O
sonho do bicampeonato de handebol feminino chegou ao fim. Era uma
invencibilidade de 25 partidas em mundiais que acabava naquele fim de
tarde no Brasil, fim de noite na Dinamarca. As atuais campeãs mundiais
não conseguiriam passar pela muralha romena.
A seleção brasileira entrou
naquela quadra ontem com um sentimento de revanche contra a única seleção que
tinha conseguido vencê-las nos torneios amistosos recém disputados. Do outro lado as romenas
queriam provar que elas podiam parar as atuais campeãs. Elas vieram com um
esquema de jogo pronto, marcar muito e todos os ataques converter em gols, só
assim conseguiriam vencer. A goleira Ungureanu tinha uma missão, parar as duas ultimas
eleita como melhor jogadora do mundo. E ela conseguiu. Não parou só elas, como
também parou todo o ataque brasileiro. Se não era a goleira romena era a trave
que atrapalhava. Ungureanu foi invencível nos tiros de sete metros, pegou
todos.
(Foto: Wander Roberto / Inovafoto)
Ambas
as seleções possuem esquemas táticos parecidos, marcação forte na defesa e um
ataque com uma armadora destra jogando na direita. No handebol é normal as
jogadoras atuarem em posições opostas, por exemplo, uma canhota ataca pela
direita e vice e versa.
As romenas logo conseguiram
achar um jeito de furar o bloquei da marcação brasileira. Já as nossas meninas
levaram doze minutos pra conseguir fazer só três gols. Sem conseguir furar o
bloqueio romeno fomos para o intervalo com uma desvantagem de cinco gols.
No
começo do segundo tempo parecia que a conversa do vestiário tinha surtido
efeito nas brasileiras, em três minutos conseguimos tirar a diferença para dois
gols. Isso tudo graças a uma mudança no gol brasileiro, a pequena Mayssa, que
joga na liga romena, entrou no gol no lugar da Babi. Aos poucos as brasileiras
foram conseguindo tirar a diferença, chegaram a ficar só um gol atrás, mas cada
vez que tinham a chance de empatar o jogo esbarravam nos próprios erros.

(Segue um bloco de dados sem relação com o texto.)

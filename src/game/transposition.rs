//! The transposition table: cached game values keyed by position and depth.
//!
//! An entry is either an exact value or what the searched windows have
//! proven so far: a lower bound, an upper bound, or both. Bounds only ever
//! tighten, and collapse to an exact value the moment they meet.

use std::collections::{BTreeMap, HashMap};

use crate::key::Key;

/// Backend selector for the transposition and refutation tables.
#[derive(Debug, Clone, Copy, PartialEq, Eq)]
pub enum TableKind {
    Hashed,
    Sorted,
}

impl Default for TableKind {
    fn default() -> Self {
        TableKind::Hashed
    }
}

/// What is known about a position's game value.
#[derive(Debug, Clone, Copy, PartialEq)]
pub enum Bound {
    Exact(f64),
    /// The true value is at least this much (the search failed high).
    Lower(f64),
    /// The true value is at most this much (the search failed low).
    Upper(f64),
    /// Both bounds known, not yet equal.
    Window { lower: f64, upper: f64 },
}

impl Bound {
    pub fn exact(&self) -> Option<f64> {
        match *self {
            Bound::Exact(value) => Some(value),
            _ => None,
        }
    }

    pub fn lower(&self) -> Option<f64> {
        match *self {
            Bound::Exact(value) => Some(value),
            Bound::Lower(value) => Some(value),
            Bound::Window { lower, .. } => Some(lower),
            Bound::Upper(_) => None,
        }
    }

    pub fn upper(&self) -> Option<f64> {
        match *self {
            Bound::Exact(value) => Some(value),
            Bound::Upper(value) => Some(value),
            Bound::Window { upper, .. } => Some(upper),
            Bound::Lower(_) => None,
        }
    }
}

/// True when `value` is an exact game value for the window searched:
/// strictly inside it, or saturating an edge that is itself unbounded.
pub(crate) fn value_is_exact(value: f64, alpha: f64, beta: f64) -> bool {
    (alpha < value && value < beta)
        || (value == f64::NEG_INFINITY && alpha == f64::NEG_INFINITY)
        || (value == f64::INFINITY && beta == f64::INFINITY)
}

/// Table key: the same position reached at a different depth is a different
/// entry, because depth-damped win values and the quiescence horizon make
/// its searched value depth-dependent.
#[derive(Debug, Clone, PartialEq, Eq, PartialOrd, Ord, Hash)]
pub(crate) struct TableSlot {
    key: Key,
    half_plies: u32,
}

impl TableSlot {
    pub fn new(key: Key, depth: f64) -> Self {
        TableSlot {
            key,
            half_plies: (depth * 2.0) as u32,
        }
    }
}

#[derive(Debug)]
enum TableMap {
    Hashed(HashMap<TableSlot, Bound>),
    Sorted(BTreeMap<TableSlot, Bound>),
}

impl TableMap {
    fn get(&self, slot: &TableSlot) -> Option<&Bound> {
        match self {
            TableMap::Hashed(map) => map.get(slot),
            TableMap::Sorted(map) => map.get(slot),
        }
    }

    fn get_mut(&mut self, slot: &TableSlot) -> Option<&mut Bound> {
        match self {
            TableMap::Hashed(map) => map.get_mut(slot),
            TableMap::Sorted(map) => map.get_mut(slot),
        }
    }

    fn insert(&mut self, slot: TableSlot, bound: Bound) {
        match self {
            TableMap::Hashed(map) => {
                map.insert(slot, bound);
            }
            TableMap::Sorted(map) => {
                map.insert(slot, bound);
            }
        }
    }

    fn len(&self) -> usize {
        match self {
            TableMap::Hashed(map) => map.len(),
            TableMap::Sorted(map) => map.len(),
        }
    }

    fn clear(&mut self) {
        match self {
            TableMap::Hashed(map) => map.clear(),
            TableMap::Sorted(map) => map.clear(),
        }
    }
}

/// Cache of computed game values, rebuilt for every run.
#[derive(Debug)]
pub struct TranspositionTable {
    map: TableMap,
    uses: usize,
}

impl TranspositionTable {
    pub(crate) fn new(kind: TableKind) -> Self {
        let map = match kind {
            TableKind::Hashed => TableMap::Hashed(HashMap::new()),
            TableKind::Sorted => TableMap::Sorted(BTreeMap::new()),
        };
        TranspositionTable { map, uses: 0 }
    }

    /// A cached value usable for the (alpha, beta) window: the exact value
    /// if known, or a stored bound that already resolves the window (an
    /// upper bound at or below alpha, a lower bound at or above beta).
    pub(crate) fn probe(&mut self, slot: &TableSlot, alpha: f64, beta: f64) -> Option<f64> {
        let bound = *self.map.get(slot)?;
        if let Some(value) = bound.exact() {
            self.uses += 1;
            return Some(value);
        }
        if let Some(upper) = bound.upper() {
            if upper <= alpha {
                self.uses += 1;
                return Some(upper);
            }
        }
        if let Some(lower) = bound.lower() {
            if beta <= lower {
                self.uses += 1;
                return Some(lower);
            }
        }
        None
    }

    /// The raw entry for a slot, for diagnostics and tests.
    pub fn entry(&self, key: &Key, depth: f64) -> Option<Bound> {
        self.map
            .get(&TableSlot::new(key.clone(), depth))
            .copied()
    }

    /// Stores `value` as what the (alpha, beta) search proved: the exact
    /// value when the window says so, otherwise a tightened bound, merged
    /// with anything already known and promoted to exact once the bounds
    /// meet.
    pub(crate) fn record(&mut self, slot: TableSlot, value: f64, alpha: f64, beta: f64) {
        let exact = value_is_exact(value, alpha, beta);
        match self.map.get_mut(&slot) {
            None => {
                let bound = if exact {
                    Bound::Exact(value)
                } else if value <= alpha {
                    Bound::Upper(value)
                } else {
                    Bound::Lower(value)
                };
                self.map.insert(slot, bound);
            }
            Some(entry) => {
                if exact {
                    *entry = Bound::Exact(value);
                } else if value <= alpha {
                    *entry = Self::tighten_upper(*entry, value);
                } else if beta <= value {
                    *entry = Self::tighten_lower(*entry, value);
                }
            }
        }
    }

    fn tighten_upper(entry: Bound, value: f64) -> Bound {
        match entry {
            // An exact value is final.
            Bound::Exact(_) => entry,
            Bound::Upper(upper) if value < upper => Bound::Upper(value),
            Bound::Upper(_) => entry,
            Bound::Lower(lower) => Self::collapse(lower, value),
            Bound::Window { lower, upper } if value < upper => Self::collapse(lower, value),
            Bound::Window { .. } => entry,
        }
    }

    fn tighten_lower(entry: Bound, value: f64) -> Bound {
        match entry {
            Bound::Exact(_) => entry,
            Bound::Lower(lower) if lower < value => Bound::Lower(value),
            Bound::Lower(_) => entry,
            Bound::Upper(upper) => Self::collapse(value, upper),
            Bound::Window { lower, upper } if lower < value => Self::collapse(value, upper),
            Bound::Window { .. } => entry,
        }
    }

    fn collapse(lower: f64, upper: f64) -> Bound {
        if lower == upper {
            Bound::Exact(lower)
        } else {
            Bound::Window { lower, upper }
        }
    }

    pub fn len(&self) -> usize {
        self.map.len()
    }

    pub fn is_empty(&self) -> bool {
        self.len() == 0
    }

    pub fn clear(&mut self) {
        self.map.clear();
        self.uses = 0;
    }

    /// Number of successful probes since construction or the last clear.
    pub fn uses(&self) -> usize {
        self.uses
    }
}

#[cfg(test)]
mod test {
    use super::*;

    fn slot(name: &str) -> TableSlot {
        TableSlot::new(Key::Text(name.to_string()), 1.0)
    }

    fn table() -> TranspositionTable {
        TranspositionTable::new(TableKind::Hashed)
    }

    #[test]
    fn exact_value_is_stored_and_probed() {
        let mut tt = table();
        tt.record(slot("a"), 3.0, 0.0, 10.0);
        assert_eq!(tt.probe(&slot("a"), -5.0, 5.0), Some(3.0));
        assert_eq!(tt.uses(), 1);
    }

    #[test]
    fn repeated_identical_records_are_idempotent() {
        let mut tt = table();
        for _ in 0..3 {
            tt.record(slot("a"), 7.0, 10.0, 20.0); // fails low: upper bound
        }
        assert_eq!(tt.len(), 1);
        assert_eq!(tt.entry(&Key::Text("a".to_string()), 1.0), Some(Bound::Upper(7.0)));
    }

    #[test]
    fn bounds_converge_to_exact() {
        let mut tt = table();
        tt.record(slot("a"), 5.0, 10.0, 20.0); // upper bound 5
        tt.record(slot("a"), 5.0, -10.0, 5.0); // lower bound 5: meets upper
        let entry = tt.entry(&Key::Text("a".to_string()), 1.0).unwrap();
        assert_eq!(entry, Bound::Exact(5.0));
        assert_eq!(entry.lower(), Some(5.0));
        assert_eq!(entry.upper(), Some(5.0));
    }

    #[test]
    fn probe_is_sound_for_the_queried_window() {
        let mut tt = table();
        tt.record(slot("a"), 4.0, 10.0, 20.0); // upper bound 4
        tt.record(slot("a"), 2.0, -10.0, 2.0); // lower bound 2
        // Inside the (2, 4) uncertainty: nothing usable.
        assert_eq!(tt.probe(&slot("a"), 2.5, 3.5), None);
        // Window already at or above the upper bound: the bound answers.
        assert_eq!(tt.probe(&slot("a"), 4.0, 9.0), Some(4.0));
        // Window already at or below the lower bound: the bound answers.
        assert_eq!(tt.probe(&slot("a"), -3.0, 2.0), Some(2.0));
    }

    #[test]
    fn bounds_only_tighten() {
        let mut tt = table();
        tt.record(slot("a"), 4.0, 10.0, 20.0); // upper 4
        tt.record(slot("a"), 6.0, 10.0, 20.0); // looser upper: ignored
        assert_eq!(tt.entry(&Key::Text("a".to_string()), 1.0), Some(Bound::Upper(4.0)));
        tt.record(slot("a"), 3.0, 10.0, 20.0); // tighter: kept
        assert_eq!(tt.entry(&Key::Text("a".to_string()), 1.0), Some(Bound::Upper(3.0)));
    }

    #[test]
    fn same_position_at_other_depth_is_another_entry() {
        let mut tt = table();
        let key = Key::Text("a".to_string());
        tt.record(TableSlot::new(key.clone(), 1.0), 3.0, 0.0, 10.0);
        tt.record(TableSlot::new(key.clone(), 1.5), 8.0, 0.0, 10.0);
        assert_eq!(tt.len(), 2);
        assert_eq!(tt.entry(&key, 1.0), Some(Bound::Exact(3.0)));
        assert_eq!(tt.entry(&key, 1.5), Some(Bound::Exact(8.0)));
    }

    #[test]
    fn infinite_window_edges_count_as_exact() {
        assert!(value_is_exact(f64::NEG_INFINITY, f64::NEG_INFINITY, 5.0));
        assert!(value_is_exact(f64::INFINITY, -5.0, f64::INFINITY));
        assert!(!value_is_exact(5.0, 5.0, 10.0));
    }

    #[test]
    fn sorted_backend_behaves_the_same() {
        let mut tt = TranspositionTable::new(TableKind::Sorted);
        tt.record(slot("b"), 1.0, -10.0, 10.0);
        tt.record(slot("a"), 2.0, -10.0, 10.0);
        assert_eq!(tt.probe(&slot("a"), -1.0, 1.0), Some(2.0));
        tt.clear();
        assert!(tt.is_empty());
        assert_eq!(tt.uses(), 0);
    }
}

(Foto: Jonathan Nackstrand / AFP)
Esses
erros ajudaram as romenas a se reencontrarem na partida. A diferença mínima foi
levada até os últimos dois minutos de partida. Mas uma punição de dois minutos
tirou a Duda de quadra no final do jogo e com ele o sonho do segundo título
consecutivo. Com uma jogadora a mais as romenas abriram vantagem e fecharam o
jogo em 25 a 22, e conquistaram a vaga para as quartas de final.
Agora as romenas encaram as
dinamarquesas, donas da casa, e o Brasil vem embora pra casa e volta seu foco
na preparação para as Olimpíadas ano que vem no Rio.